:: ACTIVITY ::
Set down all of the data again, character for character.

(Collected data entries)

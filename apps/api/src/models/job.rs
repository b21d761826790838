use chrono::{DateTime, Utc};
use serde::{Deserialize, Serialize};
use sqlx::FromRow;
use uuid::Uuid;

/// A job offer posted by a recruiter. The skill list is read-only input to
/// CV scoring and is never mutated by the pipeline.
#[derive(Debug, Clone, Serialize, Deserialize, FromRow)]
pub struct JobOfferRow {
    pub id: Uuid,
    pub title: String,
    pub description: String,
    pub skills: Vec<String>,
    pub company_name: String,
    pub recruiter_id: Uuid,
    pub created_at: DateTime<Utc>,
}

:: ANSWER BOX ::
filename apps/api/src/models/job.rs
repository b21d761826790838
use chrono::{DateTime, Utc};
use serde::{Deserialize, Serialize};
use sqlx::FromRow;
use uuid::Uuid;

/// A job offer posted by a recruiter. The skill list is read-only input to
/// CV scoring and is never mutated by the pipeline.
#[derive(Debug, Clone, Serialize, Deserialize, FromRow)]
pub struct JobOfferRow {
    pub id: Uuid,
    pub title: String,
    pub description: String,
    pub skills: Vec<String>,
    pub company_name: String,
    pub recruiter_id: Uuid,
    pub created_at: DateTime<Utc>,
}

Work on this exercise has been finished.